Submitted to: Plant and Animal Genome Conference
Publication Type: Abstract Only
Publication Acceptance Date: 11/10/2012
Publication Date: 1/14/2013
Citation: Lindqvist-Keuze, H., Portal, L., Rodriquez, F., Simon, R., Mueller, L., Spooner, D.M., Bonierbale, M. 2013. In silico mapping of Conserved Ortholog Set (COS) markers in the potato genome [abstract]. Plant and Animal Genome Conference. Paper No. P0412.

Interpretive Summary:

Technical Abstract: Conserved ortholog set (COS) markers are useful for genetic mapping across diverse taxa, including the Solanaceae. We amplified over 300 COS markers from diverse set of Solanum germplasm, sequenced them and aligned into the whole genome sequence of potato. We also mapped a set of COS markers genetically using three diploid interspecific Solanum crosses. Comparisons between the physical and genetic location in potato and tomato confirm that most of the COS markers studied are single or low copy in the potato genome.
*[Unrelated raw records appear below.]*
use parking_lot::RwLock;
use std::ops::{Deref, Range};
use std::sync::Arc;
use std::sync::atomic::{AtomicUsize, Ordering};
use tracing::trace;

use crate::buffer::pool::{BufferPool, PooledBuffer};
use crate::error::{ProxyError, Result};
use crate::http::body::BodyDecoder;
use crate::pipe::PipeReader;

/// One immutable run of body payload, stored in a pooled buffer.
///
/// The buffer returns to its pool when the last reference is dropped.
#[derive(Debug)]
pub struct Segment {
    buf: PooledBuffer,
    len: usize,
}

impl Deref for Segment {
    type Target = [u8];

    fn deref(&self) -> &[u8] {
        &self.buf[..self.len]
    }
}

/// A cursor's view into part of a shared segment.
#[derive(Debug, Clone)]
pub struct SegmentView {
    segment: Arc<Segment>,
    range: Range<usize>,
}

impl Deref for SegmentView {
    type Target = [u8];

    fn deref(&self) -> &[u8] {
        &self.segment[self.range.clone()]
    }
}

/// Where undelivered body bytes come from: the pipe they arrive on and the
/// decoder that strips their framing.
pub struct BodySource {
    pub reader: PipeReader,
    pub decoder: BodyDecoder,
}

impl BodySource {
    pub fn new(reader: PipeReader, decoder: BodyDecoder) -> Self {
        Self { reader, decoder }
    }
}

#[derive(Debug, Default)]
struct Segments {
    list: Vec<Arc<Segment>>,
    buffered: u64,
    end_of_stream: bool,
    failed: bool,
}

enum Probe {
    Ready(Arc<Segment>),
    End,
    Failed,
    Pending,
}

/// Append-only body store shared by any number of [`BodyCursor`]s.
///
/// Segments are produced on demand: a cursor that reaches the end of what
/// has been buffered triggers one fetch from the source. Fetches are
/// serialized, and a segment becomes visible only once it is complete.
///
/// [`BodyCursor`]: crate::buffer::BodyCursor
pub struct SegmentBuffer {
    pool: BufferPool,
    segments: RwLock<Segments>,
    source: tokio::sync::Mutex<Option<BodySource>>,
    network_reads: AtomicUsize,
}

impl SegmentBuffer {
    /// A buffer that pulls its content from `source` as cursors ask for it.
    pub fn streaming(pool: BufferPool, source: BodySource) -> Arc<Self> {
        let complete = source.decoder.is_complete();

        Arc::new(Self {
            pool,
            segments: RwLock::new(Segments {
                end_of_stream: complete,
                ..Default::default()
            }),
            source: tokio::sync::Mutex::new((!complete).then_some(source)),
            network_reads: AtomicUsize::new(0),
        })
    }

    /// A complete buffer holding `data`.
    pub fn from_bytes(pool: BufferPool, data: &[u8]) -> Arc<Self> {
        let mut segments = Segments {
            end_of_stream: true,
            ..Default::default()
        };

        for piece in data.chunks(pool.buffer_size()) {
            let mut buf = pool.rent();
            buf[..piece.len()].copy_from_slice(piece);
            segments.list.push(Arc::new(Segment { buf, len: piece.len() }));
            segments.buffered += piece.len() as u64;
        }

        Arc::new(Self {
            pool,
            segments: RwLock::new(segments),
            source: tokio::sync::Mutex::new(None),
            network_reads: AtomicUsize::new(0),
        })
    }

    pub fn empty(pool: BufferPool) -> Arc<Self> {
        Self::from_bytes(pool, &[])
    }

    /// Total body length, known once the last byte has been buffered.
    pub fn len(&self) -> Option<u64> {
        let segments = self.segments.read();
        segments.end_of_stream.then_some(segments.buffered)
    }

    pub fn is_empty(&self) -> bool {
        self.len() == Some(0)
    }

    /// Whether more data may still arrive.
    pub fn is_complete(&self) -> bool {
        self.segments.read().end_of_stream
    }

    pub fn buffered_len(&self) -> u64 {
        self.segments.read().buffered
    }

    pub fn segment_count(&self) -> usize {
        self.segments.read().list.len()
    }

    /// Number of socket reads issued on behalf of this body.
    pub fn network_reads(&self) -> usize {
        self.network_reads.load(Ordering::Relaxed)
    }

    /// Returns segment `index` starting at `offset`, fetching from the
    /// source as needed. `None` means the body ended before `index`.
    pub async fn segment(&self, index: usize, offset: usize) -> Result<Option<SegmentView>> {
        loop {
            match self.probe(index) {
                Probe::Ready(segment) => return Ok(Some(view(segment, offset))),
                Probe::End => return Ok(None),
                Probe::Failed => return Err(aborted()),
                Probe::Pending => {}
            }

            let mut source = self.source.lock().await;

            // Another cursor may have fetched while we waited for the lock.
            if !matches!(self.probe(index), Probe::Pending) {
                continue;
            }

            if let Err(e) = self.pull(&mut source).await {
                *source = None;
                self.segments.write().failed = true;
                return Err(e);
            }
        }
    }

    /// Reads the rest of the body from the network without handing it to
    /// anyone, so the length becomes known.
    pub async fn fill_to_end(&self) -> Result<u64> {
        let mut index = self.segment_count();
        while self.segment(index, 0).await?.is_some() {
            index += 1;
        }
        Ok(self.buffered_len())
    }

    fn probe(&self, index: usize) -> Probe {
        let segments = self.segments.read();

        if let Some(segment) = segments.list.get(index) {
            Probe::Ready(segment.clone())
        } else if segments.failed {
            Probe::Failed
        } else if segments.end_of_stream {
            Probe::End
        } else {
            Probe::Pending
        }
    }

    /// Produces at most one segment from the source.
    async fn pull(&self, slot: &mut Option<BodySource>) -> Result<()> {
        let Some(source) = slot.as_mut() else {
            self.segments.write().end_of_stream = true;
            return Ok(());
        };

        let mut buf = self.pool.rent();
        let capacity = buf.len();
        let mut filled = 0;

        while filled < capacity && !source.decoder.is_complete() {
            if source.reader.buffered().is_empty() {
                // Hand over what we have rather than wait for more.
                if filled > 0 {
                    break;
                }

                let n = source.reader.fill().await?;
                self.network_reads.fetch_add(1, Ordering::Relaxed);
                if n == 0 {
                    source.decoder.finish_at_eof()?;
                    break;
                }
                continue;
            }

            let available = source.reader.buffered();
            let decoded = source.decoder.decode(available, capacity - filled)?;
            let payload = &available[decoded.payload];
            buf[filled..filled + payload.len()].copy_from_slice(payload);
            filled += payload.len();
            source.reader.advance(decoded.consumed);
        }

        let complete = source.decoder.is_complete();
        trace!(bytes = filled, complete, "body segment fetched");

        let mut segments = self.segments.write();
        if filled > 0 {
            segments.list.push(Arc::new(Segment { buf, len: filled }));
            segments.buffered += filled as u64;
        }
        if complete {
            segments.end_of_stream = true;
            drop(segments);
            *slot = None;
        }
        Ok(())
    }
}

impl std::fmt::Debug for SegmentBuffer {
    fn fmt(&self, f: &mut std::fmt::Formatter<'_>) -> std::fmt::Result {
        let segments = self.segments.read();
        f.debug_struct("SegmentBuffer")
            .field("segments", &segments.list.len())
            .field("buffered", &segments.buffered)
            .field("end_of_stream", &segments.end_of_stream)
            .finish()
    }
}

fn view(segment: Arc<Segment>, offset: usize) -> SegmentView {
    let end = segment.len();
    SegmentView {
        segment,
        range: offset.min(end)..end,
    }
}

fn aborted() -> ProxyError {
    ProxyError::Forwarding("body stream was aborted by an earlier error".to_string())
}

#[cfg(test)]
mod tests {
    use super::*;

    #[test]
    fn from_bytes_splits_into_pool_sized_segments() {
        let pool = BufferPool::new(4, 8);
        let buffer = SegmentBuffer::from_bytes(pool.clone(), b"0123456789");

        assert_eq!(buffer.segment_count(), 3);
        assert_eq!(buffer.len(), Some(10));
        assert_eq!(pool.outstanding(), 3);

        drop(buffer);
        assert_eq!(pool.outstanding(), 0);
    }

    #[test]
    fn empty_buffer_has_known_zero_length() {
        let buffer = SegmentBuffer::empty(BufferPool::default());
        assert!(buffer.is_empty());
        assert!(buffer.is_complete());
    }
}
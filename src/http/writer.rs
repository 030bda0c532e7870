use bytes::{BufMut, BytesMut};
use std::fmt::Write as _;

use crate::http::constants::{CRLF, HEADER_SEPARATOR, SP};
use crate::http::headers::HeaderCollection;
use crate::http::method::Version;
use crate::http::request::RequestHead;
use crate::http::response::ResponseHead;

/// Serializes a request line and headers, ending with the blank line.
pub fn write_request_head(buf: &mut BytesMut, head: &RequestHead, target: &str) {
    buf.put_slice(head.method().as_str().as_bytes());
    buf.put_u8(SP);
    buf.put_slice(target.as_bytes());
    buf.put_u8(SP);
    buf.put_slice(head.version().as_bytes());
    buf.put_slice(CRLF);

    write_headers(buf, head.headers());
}

/// Serializes a status line and headers, ending with the blank line.
pub fn write_response_head(
    buf: &mut BytesMut,
    version: Version,
    status: u16,
    reason: &str,
    headers: &HeaderCollection,
) {
    buf.put_slice(version.as_bytes());
    buf.put_u8(SP);
    let _ = write!(buf, "{status:03}");
    buf.put_u8(SP);
    buf.put_slice(reason.as_bytes());
    buf.put_slice(CRLF);

    write_headers(buf, headers);
}

pub fn response_head_bytes(head: &ResponseHead) -> BytesMut {
    let mut buf = BytesMut::with_capacity(256);
    write_response_head(&mut buf, head.version(), head.status(), head.reason(), head.headers());
    buf
}

/// Writes every field on its own line; duplicates stay separate.
pub fn write_headers(buf: &mut BytesMut, headers: &HeaderCollection) {
    for (name, value) in headers {
        buf.put_slice(name.as_bytes());
        buf.put_slice(HEADER_SEPARATOR);
        buf.put_slice(value.as_bytes());
        buf.put_slice(CRLF);
    }

    buf.put_slice(CRLF);
}
// Library-Root: Gemeinsame Module der drei Peripherie-Demos
// Keine Standard-Bibliothek (Embedded System)
#![no_std]

// Module
pub mod config;
pub mod hal;
pub mod tasks;

// Re-exports von esp-core
pub use esp_core::{
    LedController, LedError, LedState, Max7219, NamedColor, SAMPLE_COLORS, SwitchCommand,
};

use embassy_sync::blocking_mutex::raw::NoopRawMutex;
use embassy_sync::mutex::Mutex;

use crate::hal::GpioLedSwitch;

/// Gemeinsam genutzte LED der WiFi-Demo
///
/// Alle HTTP-Tasks laufen auf demselben Executor, daher reicht NoopRawMutex.
/// Der Controller hält den einzigen gültigen LED-Zustand.
pub type SharedLed = Mutex<NoopRawMutex, LedController<GpioLedSwitch>>;
// LEDC RGB Writer
//
// Steuert eine RGB-LED über drei PWM-Kanäle des LEDC Peripherals.
// Alle Kanäle teilen sich Low-Speed Timer 0.

use esp_core::{DutyResolution, LedError, RgbDuty, RgbLedWriter};
use esp_hal::ledc::channel::{self, ChannelHW, ChannelIFace};
use esp_hal::ledc::timer::{self, TimerIFace};
use esp_hal::ledc::{LSGlobalClkSource, Ledc, LowSpeed};
use esp_hal::time::Rate;
use rgb::RGB8;
use static_cell::StaticCell;

/// Fehler bei der LEDC-Initialisierung
#[derive(Debug)]
pub enum LedcError {
    Timer(timer::Error),
    Channel(channel::Error),
}

impl defmt::Format for LedcError {
    fn format(&self, fmt: defmt::Formatter) {
        match self {
            LedcError::Timer(e) => {
                defmt::write!(fmt, "Timer config failed: {}", defmt::Debug2Format(e))
            }
            LedcError::Channel(e) => {
                defmt::write!(fmt, "Channel config failed: {}", defmt::Debug2Format(e))
            }
        }
    }
}

/// Timer muss 'static sein, da die Kanäle ihn per Referenz halten
static LEDC_TIMER: StaticCell<timer::Timer<'static, LowSpeed>> = StaticCell::new();

/// Real Hardware RGB Writer
///
/// Nutzt LEDC Low-Speed Kanäle 0/1/2 für Rot/Grün/Blau.
pub struct LedcRgbWriter {
    // Peripheral bleibt für die Lebensdauer der Kanäle im Besitz des Writers
    _ledc: Ledc<'static>,
    red: channel::Channel<'static, LowSpeed>,
    green: channel::Channel<'static, LowSpeed>,
    blue: channel::Channel<'static, LowSpeed>,
    resolution: DutyResolution,
}

impl LedcRgbWriter {
    /// Erstellt einen neuen LedcRgbWriter
    ///
    /// Darf nur einmal aufgerufen werden (Timer liegt in einer StaticCell).
    ///
    /// # Parameter
    /// - `ledc_peripheral`: LEDC Peripheral
    /// - `red`/`green`/`blue`: GPIO6 / GPIO5 / GPIO4
    /// - `resolution`: PWM-Auflösung (z.B. 13 Bit)
    /// - `frequency_khz`: PWM-Frequenz in kHz
    pub fn new(
        ledc_peripheral: esp_hal::peripherals::LEDC<'static>,
        red: esp_hal::peripherals::GPIO6<'static>,
        green: esp_hal::peripherals::GPIO5<'static>,
        blue: esp_hal::peripherals::GPIO4<'static>,
        resolution: DutyResolution,
        frequency_khz: u32,
    ) -> Result<Self, LedcError> {
        let mut ledc = Ledc::new(ledc_peripheral);
        ledc.set_global_slow_clock(LSGlobalClkSource::APBClk);

        let lstimer0 = LEDC_TIMER.init(ledc.timer::<LowSpeed>(timer::Number::Timer0));
        lstimer0
            .configure(timer::config::Config {
                duty: timer_duty(resolution),
                clock_source: timer::LSClockSource::APBClk,
                frequency: Rate::from_khz(frequency_khz),
            })
            .map_err(LedcError::Timer)?;
        let lstimer0: &'static timer::Timer<'static, LowSpeed> = lstimer0;

        // Alle Kanäle starten mit Duty 0 (LED aus)
        let channel_config = || channel::config::Config {
            timer: lstimer0,
            duty_pct: 0,
            pin_config: channel::config::PinConfig::PushPull,
        };

        let mut red = ledc.channel(channel::Number::Channel0, red);
        red.configure(channel_config()).map_err(LedcError::Channel)?;

        let mut green = ledc.channel(channel::Number::Channel1, green);
        green.configure(channel_config()).map_err(LedcError::Channel)?;

        let mut blue = ledc.channel(channel::Number::Channel2, blue);
        blue.configure(channel_config()).map_err(LedcError::Channel)?;

        Ok(Self {
            _ledc: ledc,
            red,
            green,
            blue,
            resolution,
        })
    }
}

impl RgbLedWriter for LedcRgbWriter {
    fn write(&mut self, color: RGB8) -> Result<(), LedError> {
        let duty = RgbDuty::from_color(color, self.resolution);

        // Duty direkt im Hardware-Format (0..=max_duty), nicht in Prozent
        self.red.set_duty_hw(duty.red);
        self.green.set_duty_hw(duty.green);
        self.blue.set_duty_hw(duty.blue);
        Ok(())
    }
}

fn timer_duty(resolution: DutyResolution) -> timer::config::Duty {
    match resolution {
        DutyResolution::Bits8 => timer::config::Duty::Duty8Bit,
        DutyResolution::Bits10 => timer::config::Duty::Duty10Bit,
        DutyResolution::Bits12 => timer::config::Duty::Duty12Bit,
        DutyResolution::Bits13 => timer::config::Duty::Duty13Bit,
        DutyResolution::Bits14 => timer::config::Duty::Duty14Bit,
    }
}
// GPIO LED Schalter
//
// Einfache LED an einem GPIO-Pin (aktiv high).

use esp_core::{LedError, LedSwitch};
use esp_hal::gpio::{Level, Output, OutputConfig};

/// Real Hardware LED Switch
///
/// Der Pin startet mit Low-Pegel (LED aus).
pub struct GpioLedSwitch {
    pin: Output<'static>,
}

impl GpioLedSwitch {
    /// Erstellt den Schalter auf GPIO5 (siehe `LED_GPIO_PIN`)
    pub fn new(gpio5: esp_hal::peripherals::GPIO5<'static>) -> Self {
        let pin = Output::new(gpio5, Level::Low, OutputConfig::default());
        Self { pin }
    }
}

impl LedSwitch for GpioLedSwitch {
    fn set_level(&mut self, on: bool) -> Result<(), LedError> {
        // GPIO-Schreiben ist infallible
        self.pin.set_level(Level::from(on));
        Ok(())
    }
}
The genomic locations are mostly in agreement between the maps, but there are some that map in unexpected locations. Sequence comparisons between different Solanum species show that some of these markers may be paralogs. The single copy markers that have unexpected locations between physical and genetic maps may be true differences as we are comparing different Solanum species (DM = phureja, BCT = berthaultii x tuberosum, PCC1 = paucissectum x chomatophilum, PD = phureja x tuberosum, and finally tomato). It is also possible that the potato reference sequence may contain small numbers of incorrectly oriented or misplaced scaffolds as well as genes that were not discovered by the gene prediction algorithm used. Further work focusing on the genome regions that from this work show contradictory results may facilitate the refinement of the genome assembly.